I have been floating through these last 2 weeks feeling lazy and calm. I feel like something should be happening. When actually, nothing much should be happening right now after what I have been through this summer. I have even been having fantasies of getting pregnant but then I swing to the other extreme of thinking I'll be quite happy with one, esp after a really heavy AF came last weekend.
One of my friends reminded me today, hey you went though major surgery 2 months ago and even though your scar is healed on the outside, you are still healing on the inside. She told me not to forget to take care of myself. I am taking baby steps towards that still. My new resolutions:
1. No ironing. I hate ironing. I love ironed things. My dh has made the decision to take our wrinkly things to the ironing store.

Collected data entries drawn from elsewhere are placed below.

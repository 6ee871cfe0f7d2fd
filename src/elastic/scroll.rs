use anyhow::{Context, Result};
use serde_json::{Value, json};
use std::time::Duration;

/// Connection and paging options for the export search.
#[derive(Debug, Clone)]
pub struct ScrollOptions {
    pub host: String,
    pub port: u16,
    /// Use HTTPS without certificate verification.
    pub insecure: bool,
    /// Prepend the `es` path segment to every URL.
    pub url_prefix: bool,
    pub scroll_wait: String,
    pub scroll_size: u64,
    /// Stop after this many hits; 0 means no cap.
    pub size_cap: u64,
}

impl ScrollOptions {
    fn base_url(&self) -> String {
        let scheme = if self.insecure { "https" } else { "http" };
        let prefix = if self.url_prefix { "/es" } else { "" };
        format!("{scheme}://{}:{}{prefix}", self.host, self.port)
    }
}

fn build_client(opts: &ScrollOptions) -> Result<reqwest::blocking::Client> {
    reqwest::blocking::Client::builder()
        .timeout(Duration::from_secs(30))
        .danger_accept_invalid_certs(opts.insecure)
        .build()
        .context("failed to build HTTP client")
}

fn hits_of(page: &Value) -> Vec<Value> {
    page.get("hits")
        .and_then(|h| h.get("hits"))
        .and_then(Value::as_array)
        .cloned()
        .unwrap_or_default()
}

/// Run the query through the scroll API and collect every hit, stopping early
/// at the size cap when one is set.
pub fn scroll_search(opts: &ScrollOptions, index: &str, query: &Value) -> Result<Vec<Value>> {
    let client = build_client(opts)?;
    let base = opts.base_url();

    let mut body = query.clone();
    if let Some(obj) = body.as_object_mut() {
        obj.insert("size".to_string(), json!(opts.scroll_size));
    }

    let search_url = format!("{base}/{index}/_search?scroll={}", opts.scroll_wait);
    let mut page: Value = client
        .post(&search_url)
        .json(&body)
        .send()
        .with_context(|| format!("search request to {search_url} failed"))?
        .json()
        .context("search response was not JSON")?;

    if let Some(err) = page.get("error") {
        anyhow::bail!("search failed: {err}");
    }

    let mut results = Vec::new();
    let scroll_url = format!("{base}/_search/scroll");

    loop {
        let hits = hits_of(&page);
        if hits.is_empty() {
            break;
        }
        results.extend(hits);

        if opts.size_cap > 0 && results.len() as u64 >= opts.size_cap {
            results.truncate(opts.size_cap as usize);
            break;
        }

        let scroll_id = page
            .get("_scroll_id")
            .and_then(Value::as_str)
            .context("scroll response missing _scroll_id")?
            .to_string();

        page = client
            .post(&scroll_url)
            .json(&json!({ "scroll": opts.scroll_wait, "scroll_id": scroll_id }))
            .send()
            .context("scroll continuation request failed")?
            .json()
            .context("scroll continuation response was not JSON")?;
    }

    Ok(results)
}

#[cfg(test)]
mod tests {
    use super::*;

    fn opts() -> ScrollOptions {
        ScrollOptions {
            host: "localhost".to_string(),
            port: 9200,
            insecure: false,
            url_prefix: false,
            scroll_wait: "30s".to_string(),
            scroll_size: 10_000,
            size_cap: 0,
        }
    }

    #[test]
    fn base_url_plain() {
        assert_eq!(opts().base_url(), "http://localhost:9200");
    }

    #[test]
    fn base_url_with_prefix_and_tls() {
        let mut o = opts();
        o.insecure = true;
        o.url_prefix = true;
        assert_eq!(o.base_url(), "https://localhost:9200/es");
    }

    #[test]
    fn hits_extraction_tolerates_missing_fields() {
        assert!(hits_of(&json!({})).is_empty());
        let page = json!({ "hits": { "hits": [ { "_source": {} } ] } });
        assert_eq!(hits_of(&page).len(), 1);
    }
}
pub mod batch;
pub mod dump;
pub mod export;
pub mod join;
pub mod mirror;
pub mod mirror_range;

#[derive(Debug, Clone)]
pub struct CommandReport {
    pub command: String,
    pub ok: bool,
    pub details: Vec<String>,
    pub issues: Vec<String>,
}

impl CommandReport {
    pub fn new(command: impl Into<String>) -> Self {
        Self {
            command: command.into(),
            ok: true,
            details: Vec::new(),
            issues: Vec::new(),
        }
    }

    pub fn detail(&mut self, text: impl Into<String>) {
        self.details.push(text.into());
    }

    pub fn issue(&mut self, text: impl Into<String>) {
        self.ok = false;
        self.issues.push(text.into());
    }
}

/// Check an external binary is reachable before driving it in a loop.
pub fn ensure_binary_available(name: &str, report: &mut CommandReport) -> bool {
    if which::which(name).is_ok() {
        return true;
    }
    report.issue(format!("{name} binary unavailable; ensure it is on PATH"));
    false
}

2. I will use the microwave more to make simpler meals. Takeout food is another realistic option that I will exercise without cringing at the expense and sodium content.
3. I will delegate, delegate, and delegate as much as I can at work and in my extracurricular activities.
I guess this is what I was wondering about concerning any life changing events that my tumor experience has brought me.
1 comment:
Hooray for you! I envision a world where we all stop ironing, by the way. I stopped about five years ago, and I am shocked and appalled whenever anyone suggests it.
It sounds like this good feeling is something of a "silver lining" around all the pain and agony of the tumor experience. And I'm happy for your calmness!